И он не раз пользовался случаем и ловил рыбку в этой толпе.
А ловить ему было чего… Да и было что поймать… На любой вкус и для всевозможных целей…
Его машина с шофером и вместе с шофером осталась за забором. Он не стал ни открывать ворота, ни суетиться по поводу какого-то прикрытия своего приезда сюда. Зачем?
Разве он — главный на канале, не мог приехать и посмотреть, как оно тут, как жизнь молодая у этих вот юных дарований?
— Идет, — Юля прошептала это сквозь кашель, но выражение ее лица было вполне очевидно.
Никто не понял даже о чем, или о ком она говорит. Все всё еще смеялись.
Да господин Пэрнст и не вызывал ни у кого тех эмоций, которые сейчас бурей поднялись внутри биологической особи под названием Юля. Сколько всевозможных биохимических реакций пронеслось в реакторе, в этом автономном, маленьком и изящном, в этой мини лаборатории. Гнев, адреналин, неприятие, неприязнь, ненависть, страх, агрессия, покорность…
— Как устроились?
Он вошел, ничуть не стыдясь причины, по которой он здесь появился.
Да он мало уже чего стыдился.
Удивляло только то, что его жена, Лора Краснельщикова, все еще ревновала его. Интересно есть предел женской ревности? Сколько надо иметь любовниц, чтобы жена перестала ревновать? Десять, двадцать?
Костя мысленно улыбнулся. Его число давно перевалило за эти барьеры. Слава богу, желающих хватало…

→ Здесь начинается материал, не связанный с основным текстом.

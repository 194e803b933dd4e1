use serde::{Deserialize, Serialize};

/// Sortable columns of the holdings table.
#[derive(Debug, Clone, Copy, PartialEq, Eq, Hash, Serialize, Deserialize)]
#[serde(rename_all = "snake_case")]
pub enum SortKey {
    StockName,
    Quantity,
    AverageBuyPrice,
    CurrentPrice,
    DayChangePercent,
    TotalReturnPercent,
    /// Synthetic column: current_price × quantity
    CurrentValue,
    StopLoss,
    Target,
    State,
    DateOfExit,
}

impl SortKey {
    pub const ALL: [SortKey; 11] = [
        SortKey::StockName,
        SortKey::Quantity,
        SortKey::AverageBuyPrice,
        SortKey::CurrentPrice,
        SortKey::DayChangePercent,
        SortKey::TotalReturnPercent,
        SortKey::CurrentValue,
        SortKey::StopLoss,
        SortKey::Target,
        SortKey::State,
        SortKey::DateOfExit,
    ];

    /// Field name as it appears on the wire.
    pub fn as_str(&self) -> &'static str {
        match self {
            SortKey::StockName => "stock_name",
            SortKey::Quantity => "quantity",
            SortKey::AverageBuyPrice => "average_buy_price",
            SortKey::CurrentPrice => "current_price",
            SortKey::DayChangePercent => "day_change_percent",
            SortKey::TotalReturnPercent => "total_return_percent",
            SortKey::CurrentValue => "current_value",
            SortKey::StopLoss => "stop_loss",
            SortKey::Target => "target",
            SortKey::State => "state",
            SortKey::DateOfExit => "date_of_exit",
        }
    }
}

impl std::fmt::Display for SortKey {
    fn fmt(&self, f: &mut std::fmt::Formatter<'_>) -> std::fmt::Result {
        f.write_str(self.as_str())
    }
}

#[derive(Debug, Clone, Copy, PartialEq, Eq, Hash, Serialize, Deserialize)]
#[serde(rename_all = "lowercase")]
pub enum SortDirection {
    Asc,
    Desc,
}

/// Active sort of the holdings table.
#[derive(Debug, Clone, Copy, PartialEq, Eq, Serialize, Deserialize)]
pub struct SortConfig {
    pub key: SortKey,
    pub direction: SortDirection,
}

impl Default for SortConfig {
    fn default() -> Self {
        Self {
            key: SortKey::TotalReturnPercent,
            direction: SortDirection::Desc,
        }
    }
}

impl SortConfig {
    /// Column header click.
    ///
    /// The active ascending column flips to descending; anything else,
    /// including the active descending column, becomes ascending.
    pub fn request(&mut self, key: SortKey) {
        let direction = if self.key == key && self.direction == SortDirection::Asc {
            SortDirection::Desc
        } else {
            SortDirection::Asc
        };
        *self = Self { key, direction };
    }
}
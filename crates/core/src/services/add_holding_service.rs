use crate::errors::CoreError;
use crate::models::draft::AddHoldingDraft;
use crate::models::requests::AddHoldingRequest;

use super::edit_service::{parse_optional_f64, parse_optional_i64};

/// The "add holding" modal: open/closed plus its draft.
#[derive(Debug, Clone, Default)]
pub struct AddHoldingForm {
    draft: Option<AddHoldingDraft>,
}

impl AddHoldingForm {
    pub fn new() -> Self {
        Self::default()
    }

    pub fn is_open(&self) -> bool {
        self.draft.is_some()
    }

    /// Open the modal. An already open modal keeps its draft.
    pub fn open(&mut self) {
        self.draft.get_or_insert_with(AddHoldingDraft::default);
    }

    /// Close the modal and clear the draft.
    pub fn close(&mut self) {
        self.draft = None;
    }

    pub fn draft(&self) -> Option<&AddHoldingDraft> {
        self.draft.as_ref()
    }

    pub fn draft_mut(&mut self) -> Option<&mut AddHoldingDraft> {
        self.draft.as_mut()
    }

    /// Validate the draft and build the request. The draft is left as is.
    pub fn submission(&self, portfolio_id: &str) -> Result<AddHoldingRequest, CoreError> {
        let draft = self
            .draft
            .as_ref()
            .ok_or_else(|| CoreError::ValidationError("Add holding form is not open".into()))?;

        let isin = required("isin", &draft.isin)?;
        let stock_name = required("stock_name", &draft.stock_name)?;
        let quantity = parse_optional_i64("quantity", &draft.quantity)?
            .ok_or_else(|| missing("quantity"))?;
        let average_buy_price = parse_optional_f64("average_buy_price", &draft.average_buy_price)?
            .ok_or_else(|| missing("average_buy_price"))?;
        let ticker = Some(draft.ticker.trim().to_string()).filter(|t| !t.is_empty());

        Ok(AddHoldingRequest {
            portfolio_id: portfolio_id.to_string(),
            isin,
            stock_name,
            quantity,
            average_buy_price,
            ticker,
        })
    }
}

fn required(field: &str, raw: &str) -> Result<String, CoreError> {
    let trimmed = raw.trim();
    if trimmed.is_empty() {
        return Err(missing(field));
    }
    Ok(trimmed.to_string())
}

fn missing(field: &str) -> CoreError {
    CoreError::ValidationError(format!("{field} is required"))
}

Он даже не особенно огорчался тому, что так безобразно растолстел в последнее время. Буквально в два последних года он стал похож на квадратного бойца тяжеловеса из японских самурайских фильмов, где они, подпрыгивая и попукивая, обвязанные пестрыми шарфиками и со смешными прическами подрагивают своим жирком, считая его своей главной примечательностью.
Ну и что, толстый… Подумаешь… Его и такого любят…
Да, он не комплексовал. Всегда найдется кому подстричь ноготки у него на ногах, да и обмыть все, что он перестал видеть под животом — тоже найдутся… И помоют, и полижут.
А жена… Ну что жена…
Привыкла быть пупсиком, умненькой девочкой, жить по каким-то ей известным правилам.
Хорошая семья… Да связи, да… За это и взял…
Одного взгляда на ее нос было достаточно, чтобы не прикасаться к этому больше никогда…
Да и как можно было, когда кругом умоляли… Умоляли воспользоваться новым, молодым, красивым, свежим, и только что вышедшим из домашнего сидения. Красавицы… Блондинки и брюнетки… В шляпках и без… трусиков.
Он улыбнулся.
Ничего и Лора смирится. Есть же сын, что ей еще надо? А если недовольна, пусть ищет себе сама… Мальчиков тут тоже полно…
Сам-то он был парень видный… Красавец…
Да он и сейчас не считал себя уродом. Круглое лицо, правильные черты лица, хороший нос, большие глаза, крупные губы, прямые волосы, вечно свешивающиеся ему на глаза.
— Да вроде все нормально… А какие планы дальше… а?
— Не знаю… Ничего пока сказать не могу… Но гастроли, как и было по плану… Завтра к вам приедет Лора, она все подробно расскажет. Она ваш главный, так что все планы у нее…
Ребята понимающе закивали.
— А мне Юлю на минутку.
Он говорил уверенно, голосом, не подразумевающим возражения. Откуда все это взялось в нем?
Раньше ничего такого не было. Он растерянно мигал своими большими глазами, махал своими худыми руками.
Власть… Она скручивает людей в розетки, в розочки, меняет характеры и голоса.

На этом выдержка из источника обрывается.